The DOL has published its overview of the Overtime rule which portrays the new rule in a positive light: It puts more money into the pockets of many middle class workers or gives them more free time, prevents a future erosion of overtime protections and ensures greater predictability, strengthens overtime protections for salaried workers already entitled to overtime and provides greater clarity and security for workers and employers, improves work-life balance, increases employment by spreading work, improves worker health and increases productivity. All of this may well prove to be true. But all of it could be driven by choices employees make when they take a position and determine the employer they want to work for, rather than constraining employees who want to focus on their career and work hard at their employer.

It is clear that President Obama and Department of Labor have no real understanding of the impact of this change and how it will alter the dynamic of employer-employee relations and impact the employee’s right to work hard, learn more about his or her profession on the job and thus have the opportunity to move up and advance his or her career. If the president and DOL think that employers are going to pay overtime to support an employee’s desire to further training beyond existing ones offered, they are really disconnected from the way business operates. The federal government has now tied the hands of employers and instead created overhead for the private sector.

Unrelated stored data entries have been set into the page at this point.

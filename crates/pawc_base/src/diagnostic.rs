//! Diagnostic rendering for compiler errors, warnings, and notes.
//!
//! The pipeline reports problems as [`Diagnostic`] values through a shared
//! [`Reporter`]. The rendered format is:
//!
//! ```text
//! error: unknown function 'secrt'
//!   --> src/main.paw:7:12
//!    |
//!  7 |     let x = secrt(40, 2);
//!    |            ^
//!   = help: 'secret' in module 'm' exists but is not public
//! ```
//!
//! The `-->` location line is always present when the span is real; the
//! source snippet appears only when the reporter has been given the file's
//! text via [`Reporter::add_source`]. Hints render as `= help:` lines.

use crate::error::CompileError;
use crate::span::Span;
use crate::style::Style;
use std::collections::HashMap;

/// Severity of a diagnostic.
#[derive(Debug, Clone, Copy, PartialEq, Eq)]
pub enum Severity {
    Error,
    Warning,
    Note,
}

impl Severity {
    fn label(self) -> &'static str {
        match self {
            Severity::Error => "error",
            Severity::Warning => "warning",
            Severity::Note => "note",
        }
    }

    fn colored_label(self) -> String {
        match self {
            Severity::Error => Style::bold_red("error"),
            Severity::Warning => Style::bold_yellow("warning"),
            Severity::Note => Style::bold_cyan("note"),
        }
    }
}

/// A single compiler message with location and optional hints.
#[derive(Debug, Clone)]
pub struct Diagnostic {
    pub severity: Severity,
    pub message: String,
    /// Path of the file the span refers to. Empty for file-less messages
    /// (e.g. linker failures).
    pub file: String,
    pub span: Span,
    /// Rendered as `= help:` lines below the snippet.
    pub hints: Vec<String>,
}

impl Diagnostic {
    pub fn error(message: impl Into<String>, file: impl Into<String>, span: Span) -> Self {
        Self::new(Severity::Error, message, file, span)
    }

    pub fn warning(message: impl Into<String>, file: impl Into<String>, span: Span) -> Self {
        Self::new(Severity::Warning, message, file, span)
    }

    pub fn note(message: impl Into<String>, file: impl Into<String>, span: Span) -> Self {
        Self::new(Severity::Note, message, file, span)
    }

    fn new(
        severity: Severity,
        message: impl Into<String>,
        file: impl Into<String>,
        span: Span,
    ) -> Self {
        Self {
            severity,
            message: message.into(),
            file: file.into(),
            span,
            hints: Vec::new(),
        }
    }

    pub fn with_hint(mut self, hint: impl Into<String>) -> Self {
        self.hints.push(hint.into());
        self
    }

    /// Promotes a pipeline [`CompileError`] into a diagnostic for `file`.
    pub fn from_error(err: CompileError, file: impl Into<String>) -> Self {
        Self {
            severity: Severity::Error,
            message: err.message,
            file: file.into(),
            span: err.span,
            hints: err.hints,
        }
    }
}

/// Collects and prints diagnostics for a compilation run.
///
/// Registered source texts enable caret snippets; without them only the
/// `-->` location line is shown. The parser reports several diagnostics per
/// run, later stages stop at the first error, and the driver consults
/// [`Reporter::has_errors`] to pick the exit code.
pub struct Reporter {
    /// filename -> source split into lines, for snippet rendering.
    sources: HashMap<String, Vec<String>>,
    errors: usize,
    warnings: usize,
    color: bool,
}

impl Default for Reporter {
    fn default() -> Self {
        Self::new()
    }
}

impl Reporter {
    pub fn new() -> Self {
        Self {
            sources: HashMap::new(),
            errors: 0,
            warnings: 0,
            color: false,
        }
    }

    /// Enables ANSI colors in rendered output.
    pub fn with_color(mut self, color: bool) -> Self {
        self.color = color;
        self
    }

    /// Registers a file's text so its diagnostics can show snippets.
    pub fn add_source(&mut self, file: impl Into<String>, text: &str) {
        self.sources
            .insert(file.into(), text.lines().map(str::to_string).collect());
    }

    /// Renders and prints a diagnostic to stderr, updating the counters.
    pub fn report(&mut self, diag: &Diagnostic) {
        match diag.severity {
            Severity::Error => self.errors += 1,
            Severity::Warning => self.warnings += 1,
            Severity::Note => {}
        }
        eprint!("{}", self.render(diag));
    }

    pub fn error_count(&self) -> usize {
        self.errors
    }

    pub fn warning_count(&self) -> usize {
        self.warnings
    }

    pub fn has_errors(&self) -> bool {
        self.errors > 0
    }

    /// Prints a closing summary line when anything was reported.
    pub fn print_summary(&self) {
        if self.errors > 0 {
            eprintln!(
                "compilation failed with {} error(s), {} warning(s)",
                self.errors, self.warnings
            );
        } else if self.warnings > 0 {
            eprintln!("finished with {} warning(s)", self.warnings);
        }
    }

    /// Renders a diagnostic to a string. Exposed for tests; [`report`]
    /// is the normal entry point.
    ///
    /// [`report`]: Reporter::report
    pub fn render(&self, diag: &Diagnostic) -> String {
        let mut out = String::new();

        let label = if self.color {
            diag.severity.colored_label()
        } else {
            diag.severity.label().to_string()
        };
        out.push_str(&format!("{}: {}\n", label, diag.message));

        if !diag.file.is_empty() && !diag.span.is_synthetic() {
            let arrow = if self.color {
                Style::blue("-->")
            } else {
                "-->".to_string()
            };
            out.push_str(&format!("  {} {}:{}\n", arrow, diag.file, diag.span));
            self.render_snippet(diag, &mut out);
        }

        for hint in &diag.hints {
            let help = if self.color {
                Style::cyan("help")
            } else {
                "help".to_string()
            };
            out.push_str(&format!("  = {}: {}\n", help, hint));
        }

        out
    }

    fn render_snippet(&self, diag: &Diagnostic, out: &mut String) {
        let Some(lines) = self.sources.get(&diag.file) else {
            return;
        };
        let line_idx = diag.span.line as usize;
        if line_idx == 0 || line_idx > lines.len() {
            return;
        }
        let text = &lines[line_idx - 1];
        let number = line_idx.to_string();
        let gutter = " ".repeat(number.len());

        out.push_str(&format!(" {} |\n", gutter));
        out.push_str(&format!(" {} | {}\n", number, text));

        // Caret sits under the reported column (1-based).
        let pad = diag.span.column.saturating_sub(1) as usize;
        out.push_str(&format!(" {} | {}^\n", gutter, " ".repeat(pad)));
    }
}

This action is eliminating opportunity at a time where any aging individual who needs to retrain to switch careers will not be able to do so unless employers increase their budget for the workforce. Of course, the money for this will have to come from steps such as increasing margins on products and services that which translate to increased prices that the public may or not choose to pay, reduced benefits to employees like health insurance coverage, increased time off, matching 401k and continuing educational reimbursement, or reducing operational expenses or growth through eliminating new positions and employees.

While the president and DOL view this updated regulation as protection of employees and an expression of the president’s commitment to fair compensation for hard work, in my opinion it is a move that could have the opposite effect. Disrupting the private sector and forcing business to reassess its workforces, salaries and overtime patterns at a time when the focus should be on growth and new hires is really a bad step. Not everyone wants to be forced only work 40 hours on salary and should not be constrained by a federal regulation that forces employers to prevent it from happening.

Mr. President and Department of Labor, after working in small, medium, large and very large business in the private sector from entry-level to executive positions, after having hired or been responsible for hiring hundreds of people, and after starting and leading a small business as CEO over the last 13 years, I have a little more experience on this matter than those who developed the position you and your departments have taken. This action will change the dynamics of the workplace for the worse and have stepped on the potential opportunities of millions of Americans, from college graduates to those who are being forced to transition from trades that are no longer able to provide jobs in this country due to globalization. The view that this new regulation communicates of employers, generalizing that we are not treating our employees properly with fair salaries and so the government needs to wield a stick that is these regulations is incorrect. If you ever want a dose of reality on business and the private sector, let me know; I am more than able to provide some opinion and perspective.